//! WebSocket Server
//!
//! Async WebSocket server in front of the [`GameEngine`]. Each connection
//! gets a reader loop and a writer task joined by an mpsc channel; a single
//! forwarder task fans engine events out to the connections watching them.
//!
//! ```text
//!   client ──text──► reader ──dispatch──► GameEngine
//!      ▲                │                     │ events
//!      └──── writer ◄── mpsc ◄── forwarder ◄──┘
//! ```

use std::collections::{BTreeMap, BTreeSet};
use std::net::SocketAddr;
use std::sync::Arc;
use std::time::{Duration, Instant};
use tokio::net::{TcpListener, TcpStream};
use tokio::sync::{broadcast, mpsc, Notify, RwLock};
use tokio::time::interval;
use tokio_tungstenite::{accept_async, tungstenite::Message};
use futures_util::{SinkExt, StreamExt};
use tracing::{info, warn, error, debug, instrument};

use crate::config::ServerConfig;
use crate::engine::{GameEngine, GameError, SessionEvent, SessionId};
use crate::network::protocol::{ClientMessage, ClientRequest, ErrorCode, ServerMessage};

/// Server errors.
#[derive(Debug, thiserror::Error)]
pub enum ServerError {
    /// Failed to bind or accept.
    #[error("I/O error: {0}")]
    Io(#[from] std::io::Error),

    /// WebSocket error.
    #[error("WebSocket error: {0}")]
    WebSocket(#[from] tokio_tungstenite::tungstenite::Error),
}

/// Connected client state.
struct ConnectedClient {
    /// Connection time.
    connected_at: Instant,
    /// Last frame received.
    last_activity: Instant,
    /// Sessions whose events stream to this client.
    watching: BTreeSet<SessionId>,
    /// Message sender (for pushed events).
    sender: mpsc::Sender<ServerMessage>,
    /// Wakes the reader loop when the client is dropped for idleness.
    kick: Arc<Notify>,
}

type Clients = Arc<RwLock<BTreeMap<SocketAddr, ConnectedClient>>>;

/// The SpinServe server.
pub struct SpinServer {
    /// Server configuration.
    config: ServerConfig,
    /// The engine requests are dispatched to.
    engine: Arc<GameEngine>,
    /// Connected clients.
    clients: Clients,
    /// Shutdown signal.
    shutdown_tx: broadcast::Sender<()>,
}
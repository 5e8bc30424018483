//! Network Layer
//!
//! WebSocket transport for the engine operations. Everything here is
//! plumbing: all game rules live in `engine/`.

pub mod protocol;
pub mod server;

pub use protocol::{ClientMessage, ClientRequest, ErrorCode, ServerMessage};
pub use server::{ServerError, SpinServer};
//! Restaurant Game Configuration
//!
//! The thresholds and wheel a restaurant's staff configure, plus the menu
//! snapshot used to check free-item rewards. The engine only ever reads a
//! [`ValidatedConfig`]; raw configs never reach a spin.

use std::collections::BTreeMap;
use std::fmt;
use serde::{Serialize, Deserialize};

use crate::core::hash::{Digest32, LedgerHasher};
use crate::core::money::Money;
use crate::wheel::table::{ConfigError, NormalizedTable, ProbabilityTable, Slot};

// =============================================================================
// IDS
// =============================================================================

/// Restaurant identifier.
#[derive(Clone, Debug, PartialEq, Eq, PartialOrd, Ord, Hash, Serialize, Deserialize)]
#[serde(transparent)]
pub struct RestaurantId(String);

impl RestaurantId {
    /// Wrap a string id.
    pub fn new(id: impl Into<String>) -> Self {
        Self(id.into())
    }

    /// Borrow as str.
    pub fn as_str(&self) -> &str {
        &self.0
    }
}

impl fmt::Display for RestaurantId {
    fn fmt(&self, f: &mut fmt::Formatter<'_>) -> fmt::Result {
        f.write_str(&self.0)
    }
}

/// Menu item identifier, owned by the menu collaborator.
#[derive(Clone, Debug, PartialEq, Eq, PartialOrd, Ord, Hash, Serialize, Deserialize)]
#[serde(transparent)]
pub struct MenuItemId(String);

impl MenuItemId {
    /// Wrap a string id.
    pub fn new(id: impl Into<String>) -> Self {
        Self(id.into())
    }

    /// Borrow as str.
    pub fn as_str(&self) -> &str {
        &self.0
    }
}

impl fmt::Display for MenuItemId {
    fn fmt(&self, f: &mut fmt::Formatter<'_>) -> fmt::Result {
        f.write_str(&self.0)
    }
}

// =============================================================================
// MENU SNAPSHOT
// =============================================================================

/// Point-in-time view of a restaurant's menu: item ids and whether each
/// can currently be served.
#[derive(Clone, Debug, Default, PartialEq, Eq, Serialize, Deserialize)]
#[serde(transparent)]
pub struct MenuSnapshot {
    items: BTreeMap<MenuItemId, bool>,
}

impl MenuSnapshot {
    /// Add an available item.
    pub fn insert(&mut self, id: MenuItemId) {
        self.items.insert(id, true);
    }

    /// Mark an item (un)available. Returns false if unknown.
    pub fn set_available(&mut self, id: &MenuItemId, available: bool) -> bool {
        match self.items.get_mut(id) {
            Some(entry) => {
                *entry = available;
                true
            }
            None => false,
        }
    }

    /// True if the item exists and can be served.
    pub fn resolves(&self, id: &MenuItemId) -> bool {
        self.items.get(id).copied().unwrap_or(false)
    }

    /// Number of entries.
    pub fn len(&self) -> usize {
        self.items.len()
    }

    /// True if there are no entries.
    pub fn is_empty(&self) -> bool {
        self.items.is_empty()
    }
}

// =============================================================================
// GAME CONFIG
// =============================================================================

/// Thresholds and wheel for one restaurant.
#[derive(Clone, Debug, PartialEq, Eq, Serialize, Deserialize)]
pub struct RestaurantGameConfig {
    /// Spend that unlocks the first puzzle.
    pub unlock_initial: Money,
    /// Extra spend for every further cycle.
    pub unlock_increment: Money,
    /// Wheel definition in display order.
    pub slots: Vec<Slot>,
}

impl RestaurantGameConfig {
    /// Validate thresholds and slots.
    pub fn validate(&self, menu: &MenuSnapshot) -> Result<NormalizedTable, ConfigError> {
        if self.unlock_initial.is_negative() || self.unlock_increment.is_negative() {
            return Err(ConfigError::NegativeThreshold);
        }
        ProbabilityTable::validate(&self.slots, menu)
    }

    /// Spend needed to unlock the cycle after `spin_count` completed ones.
    ///
    /// `unlock_initial + spin_count * unlock_increment`, saturating at the
    /// maximum amount (an unreachable threshold) rather than wrapping.
    pub fn threshold_for(&self, spin_count: u32) -> Money {
        self.unlock_increment
            .checked_mul(spin_count)
            .and_then(|extra| self.unlock_initial.checked_add(extra))
            .unwrap_or(Money::from_minor(i64::MAX))
    }

    /// Content hash identifying this exact configuration.
    pub fn content_hash(&self) -> Digest32 {
        let mut hasher = LedgerHasher::for_config();
        hasher.update_i64(self.unlock_initial.minor());
        hasher.update_i64(self.unlock_increment.minor());
        hasher.update_u64(self.slots.len() as u64);
        for slot in &self.slots {
            hasher.update_str(&slot.label);
            hasher.update_u32(slot.probability);
            match &slot.reward {
                Some(reward) => {
                    hasher.update_bool(true);
                    reward.hash_into(&mut hasher);
                }
                None => hasher.update_bool(false),
            }
        }
        hasher.finalize()
    }
}

/// A config that passed validation, as held by the config store.
#[derive(Clone, Debug)]
pub struct ValidatedConfig {
    /// Owning restaurant.
    pub restaurant_id: RestaurantId,
    /// The raw configuration.
    pub config: RestaurantGameConfig,
    /// Normalized wheel.
    pub table: NormalizedTable,
    /// Store version, bumped on every save.
    pub version: u64,
    /// Content hash of `config`.
    pub hash: Digest32,
}

impl ValidatedConfig {
    /// Validate `config` and wrap it at `version`.
    pub fn new(
        restaurant_id: RestaurantId,
        config: RestaurantGameConfig,
        menu: &MenuSnapshot,
        version: u64,
    ) -> Result<Self, ConfigError> {
        let table = config.validate(menu)?;
        let hash = config.content_hash();
        Ok(Self { restaurant_id, config, table, version, hash })
    }

    /// Threshold for the cycle after `spin_count` completed ones.
    pub fn threshold_for(&self, spin_count: u32) -> Money {
        self.config.threshold_for(spin_count)
    }
}

// =============================================================================
// TESTS
// =============================================================================
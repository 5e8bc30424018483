//! Spin Ledger
//!
//! Every resolved spin is sealed into a per-session hash chain:
//!
//! ```text
//! record[n].hash = H(SPIN_DOMAIN, record[n-1].hash, session id, cycle,
//!                    draw, slot index, label, reward, seed, config version,
//!                    config hash, timestamp)
//! ```
//!
//! Rewriting any past outcome breaks every later hash. Together with the
//! recorded seed this lets anyone holding the wheel config replay a spin and
//! confirm it landed where the ledger says.

pub mod verify;

use crate::core::hash::{Digest32, LedgerHasher};
use crate::engine::session::{SessionId, SpinRecord};

pub use verify::{verify_chain, verify_replay, verify_session, VerificationError, VerificationReport};

/// Compute the chained hash of a spin record.
///
/// Reads every field except `hash` itself.
pub fn record_hash(session_id: &SessionId, record: &SpinRecord) -> Digest32 {
    let mut hasher = LedgerHasher::for_spin();
    hasher.update_bytes(&record.prev_hash);
    hasher.update_bytes(session_id.as_bytes());
    hasher.update_u32(record.cycle);
    hasher.update_u32(record.draw);
    hasher.update_u64(record.slot_index as u64);
    hasher.update_str(&record.label);
    match &record.reward {
        Some(reward) => {
            hasher.update_bool(true);
            reward.hash_into(&mut hasher);
        }
        None => hasher.update_bool(false),
    }
    hasher.update_opt_u64(record.seed);
    hasher.update_u64(record.config_version);
    hasher.update_bytes(&record.config_hash);
    hasher.update_i64(record.spun_at.timestamp_micros());
    hasher.finalize()
}

/// Fill in `record.hash` from its contents.
pub fn seal(session_id: &SessionId, record: &mut SpinRecord) {
    record.hash = record_hash(session_id, record);
}
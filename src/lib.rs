//! # SpinServe Game Engine
//!
//! Spend-to-unlock puzzle and prize wheel for table-side restaurant ordering.
//!
//! ## Architecture
//!
//! ```text
//! ┌─────────────────────────────────────────────────────────────┐
//! │                    SPINSERVE SERVER                          │
//! ├─────────────────────────────────────────────────────────────┤
//! │  core/           - Deterministic primitives                  │
//! │  ├── money.rs    - Exact minor-unit currency                 │
//! │  ├── rng.rs      - Xorshift128+ PRNG, OS entropy seeds       │
//! │  └── hash.rs     - Domain-separated SHA-256                  │
//! │                                                              │
//! │  wheel/          - Wheel definition (pure)                   │
//! │  ├── reward.rs   - Reward variants                           │
//! │  ├── table.rs    - Probability table validation              │
//! │  ├── selector.rs - Draw to slot                              │
//! │  └── config.rs   - Restaurant config, menu snapshot          │
//! │                                                              │
//! │  engine/         - Session game                              │
//! │  ├── session.rs  - Session state, bill                       │
//! │  ├── transition.rs - State machine                           │
//! │  ├── store.rs    - Versioned config store                    │
//! │  ├── events.rs   - Committed transition events               │
//! │  └── mod.rs      - GameEngine, per-session locking           │
//! │                                                              │
//! │  audit/          - Hash-chained spin ledger, replay          │
//! │                                                              │
//! │  network/        - Networking                                │
//! │  ├── server.rs   - WebSocket server                          │
//! │  └── protocol.rs - Message types                             │
//! └─────────────────────────────────────────────────────────────┘
//! ```
//!
//! ## Fairness Guarantee
//!
//! - One uniform draw in `[0, 100)` per spin, mapped onto half-open slot
//!   intervals, so each slot wins with exactly its configured probability
//! - Production seeds come from the OS CSPRNG and are recorded with the draw
//! - Every spin is chained into a per-session ledger that can be replayed
//! - At most one spin resolves per cycle per session

#![warn(missing_docs)]
#![warn(clippy::all)]
#![deny(unsafe_code)]

pub mod audit;
pub mod config;
pub mod core;
pub mod engine;
pub mod network;
pub mod wheel;

// Re-export commonly used types
pub use crate::config::{AfterRewardPolicy, EngineConfig, ServerConfig};
pub use crate::core::money::Money;
pub use crate::core::rng::{DeterministicRng, RandomSource};
pub use engine::{GameEngine, GameError, GameStatus, Session, SessionId, SessionSnapshot, SpinOutcome};
pub use wheel::{ConfigError, RestaurantGameConfig, Reward, Slot};

/// Crate version
pub const VERSION: &str = env!("CARGO_PKG_VERSION");
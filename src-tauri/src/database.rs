use crate::error::Result;
use crate::types::{Bay, GeoPoint};
use sqlx::sqlite::{SqlitePool, SqlitePoolOptions};
use std::path::Path;
use tracing::info;

pub const DB_FILE_NAME: &str = "parking_assistant.db";

/// Open (creating if needed) the database file and run migrations.
pub async fn init_database(db_path: &Path) -> Result<SqlitePool> {
    if let Some(dir) = db_path.parent() {
        std::fs::create_dir_all(dir)?;
    }
    let db_url = format!("sqlite:{}?mode=rwc", db_path.display());
    let pool = connect(&db_url, 5).await?;

    // Enable WAL mode for better concurrent read performance
    sqlx::query("PRAGMA journal_mode=WAL;").execute(&pool).await?;

    run_migrations(&pool).await?;
    Ok(pool)
}

/// Connect to `db_url` without touching the filesystem layout.
pub async fn connect(db_url: &str, max_connections: u32) -> Result<SqlitePool> {
    let pool = SqlitePoolOptions::new()
        .max_connections(max_connections)
        .connect(db_url)
        .await?;
    Ok(pool)
}

/// Run migrations by executing SQL files in order.
pub async fn run_migrations(pool: &SqlitePool) -> Result<()> {
    sqlx::query(
        "CREATE TABLE IF NOT EXISTS _migrations (
            id INTEGER PRIMARY KEY,
            name TEXT NOT NULL UNIQUE,
            applied_at TEXT NOT NULL DEFAULT (datetime('now'))
        )",
    )
    .execute(pool)
    .await?;

    let migrations: &[(&str, &str)] = &[("001_initial", include_str!("../migrations/001_initial.sql"))];

    for (name, sql) in migrations {
        let applied: bool = sqlx::query_scalar("SELECT COUNT(*) > 0 FROM _migrations WHERE name = ?")
            .bind(name)
            .fetch_one(pool)
            .await?;

        if !applied {
            for statement in sql.split(';') {
                let trimmed = statement.trim();
                if !trimmed.is_empty() {
                    sqlx::query(trimmed).execute(pool).await?;
                }
            }

            sqlx::query("INSERT INTO _migrations (name) VALUES (?)")
                .bind(name)
                .execute(pool)
                .await?;

            info!(event = "db.migration_applied", migration = name);
        }
    }

    Ok(())
}

#[derive(Debug, sqlx::FromRow)]
struct BayRow {
    bay_id: i64,
    lat: f64,
    lng: f64,
    description: Option<String>,
}

/// The stored bay catalogue. Occupancy starts unknown (`available = false`).
pub async fn load_bays(pool: &SqlitePool) -> Result<Vec<Bay>> {
    let rows: Vec<BayRow> =
        sqlx::query_as("SELECT bay_id, lat, lng, description FROM bays ORDER BY bay_id")
            .fetch_all(pool)
            .await?;

    Ok(rows
        .into_iter()
        .map(|r| Bay {
            bay_id: r.bay_id,
            position: GeoPoint::new(r.lat, r.lng),
            description: r.description,
            available: false,
            status_updated_at: None,
        })
        .collect())
}

/// Upsert the catalogue in one transaction. Returns the number of rows written.
pub async fn save_bays(pool: &SqlitePool, bays: &[Bay]) -> Result<u64> {
    let mut tx = pool.begin().await?;
    let mut written = 0;
    for bay in bays {
        let result = sqlx::query(
            "INSERT INTO bays (bay_id, lat, lng, description) VALUES (?, ?, ?, ?)
             ON CONFLICT(bay_id) DO UPDATE SET
                lat = excluded.lat,
                lng = excluded.lng,
                description = excluded.description",
        )
        .bind(bay.bay_id)
        .bind(bay.position.lat)
        .bind(bay.position.lng)
        .bind(&bay.description)
        .execute(&mut *tx)
        .await?;
        written += result.rows_affected();
    }
    tx.commit().await?;
    Ok(written)
}
use crate::config::FeedConfig;
use crate::error::{Error, Result};
use crate::types::{Bay, BayStatus, BayStatusUpdate, GeoPoint};
use chrono::{DateTime, Utc};
use reqwest::Client;
use serde::Deserialize;
use std::future::Future;
use std::time::Duration;
use tracing::{debug, warn};

/// Backend that serves the bay catalogue and live sensor status.
pub trait StatusFeed: Send + Sync {
    /// The full static set of bays.
    fn fetch_bays(&self) -> impl Future<Output = Result<Vec<Bay>>> + Send;

    /// Current occupancy for the bays the server covers around `center`.
    fn fetch_status_around(
        &self,
        center: GeoPoint,
    ) -> impl Future<Output = Result<Vec<BayStatusUpdate>>> + Send;
}

/// Catalogue entry as served by `GET /bays`.
#[derive(Debug, Deserialize)]
#[serde(rename_all = "camelCase")]
struct BayRecord {
    bay_id: i64,
    lat: f64,
    lng: f64,
    description: Option<String>,
}

/// Sensor reading as served by `GET /bays/state`.
#[derive(Debug, Deserialize)]
#[serde(rename_all = "camelCase")]
struct BayStateRecord {
    bay_id: i64,
    status: String,
    timestamp: Option<DateTime<Utc>>,
}

fn build_bays_url(base_url: &str) -> String {
    format!("{}/bays", base_url.trim_end_matches('/'))
}

fn build_state_url(base_url: &str, center: GeoPoint, distance_m: f64) -> String {
    format!(
        "{}/bays/state?lat={}&lng={}&distance={}",
        base_url.trim_end_matches('/'),
        center.lat,
        center.lng,
        distance_m.round()
    )
}

/// Sensor vocabulary: a car is `Present` or the bay is `Unoccupied`.
fn parse_status(raw: &str) -> Option<BayStatus> {
    match raw.trim() {
        s if s.eq_ignore_ascii_case("Present") => Some(BayStatus::Occupied),
        s if s.eq_ignore_ascii_case("Unoccupied") => Some(BayStatus::Available),
        _ => None,
    }
}

fn into_bay(record: BayRecord) -> Bay {
    Bay {
        bay_id: record.bay_id,
        position: GeoPoint::new(record.lat, record.lng),
        description: record.description,
        available: false,
        status_updated_at: None,
    }
}

fn into_updates(records: Vec<BayStateRecord>) -> Vec<BayStatusUpdate> {
    records
        .into_iter()
        .filter_map(|r| match parse_status(&r.status) {
            Some(status) => Some(BayStatusUpdate {
                bay_id: r.bay_id,
                status,
                observed_at: r.timestamp,
            }),
            None => {
                warn!(event = "feed.unknown_status", bay_id = r.bay_id, status = %r.status);
                None
            }
        })
        .collect()
}

/// `StatusFeed` over the parking backend's JSON API.
#[derive(Debug, Clone)]
pub struct HttpStatusFeed {
    client: Client,
    base_url: String,
    coverage_radius_m: f64,
}

impl HttpStatusFeed {
    pub fn new(config: &FeedConfig, coverage_radius_m: f64) -> Result<Self> {
        let client = Client::builder()
            .timeout(Duration::from_secs(config.request_timeout_secs))
            .build()?;
        Ok(Self {
            client,
            base_url: config.base_url.clone(),
            coverage_radius_m,
        })
    }

    async fn get_json<T: serde::de::DeserializeOwned>(&self, url: &str) -> Result<T> {
        let resp = self.client.get(url).send().await?;
        if !resp.status().is_success() {
            return Err(Error::Feed(format!("{url} returned {}", resp.status())));
        }
        Ok(resp.json().await?)
    }
}

impl StatusFeed for HttpStatusFeed {
    async fn fetch_bays(&self) -> Result<Vec<Bay>> {
        let url = build_bays_url(&self.base_url);
        let records: Vec<BayRecord> = self.get_json(&url).await?;
        debug!(event = "feed.bays_fetched", count = records.len());
        Ok(records.into_iter().map(into_bay).collect())
    }

    async fn fetch_status_around(&self, center: GeoPoint) -> Result<Vec<BayStatusUpdate>> {
        let url = build_state_url(&self.base_url, center, self.coverage_radius_m);
        let records: Vec<BayStateRecord> = self.get_json(&url).await?;
        debug!(event = "feed.status_fetched", %center, count = records.len());
        Ok(into_updates(records))
    }
}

— WHAT TO DO —
All that is wanted is a faithful reproduction of the line above with "Threshold for the", the line with "replay a spin and", and every line in between.

— REPLY TO THE EXERCISE —
    /// Threshold for the cycle after `spin_count` completed ones.
    pub fn threshold_for(&self, spin_count: u32) -> Money {
        self.config.threshold_for(spin_count)
    }
}

// =============================================================================
// TESTS
// =============================================================================
repository 5e8bc30424018483
//! Spin Ledger
//!
//! Every resolved spin is sealed into a per-session hash chain:
//!
//! ```text
//! record[n].hash = H(SPIN_DOMAIN, record[n-1].hash, session id, cycle,
//!                    draw, slot index, label, reward, seed, config version,
//!                    config hash, timestamp)
//! ```
//!
//! Rewriting any past outcome breaks every later hash. Together with the
//! recorded seed this lets anyone holding the wheel config replay a spin and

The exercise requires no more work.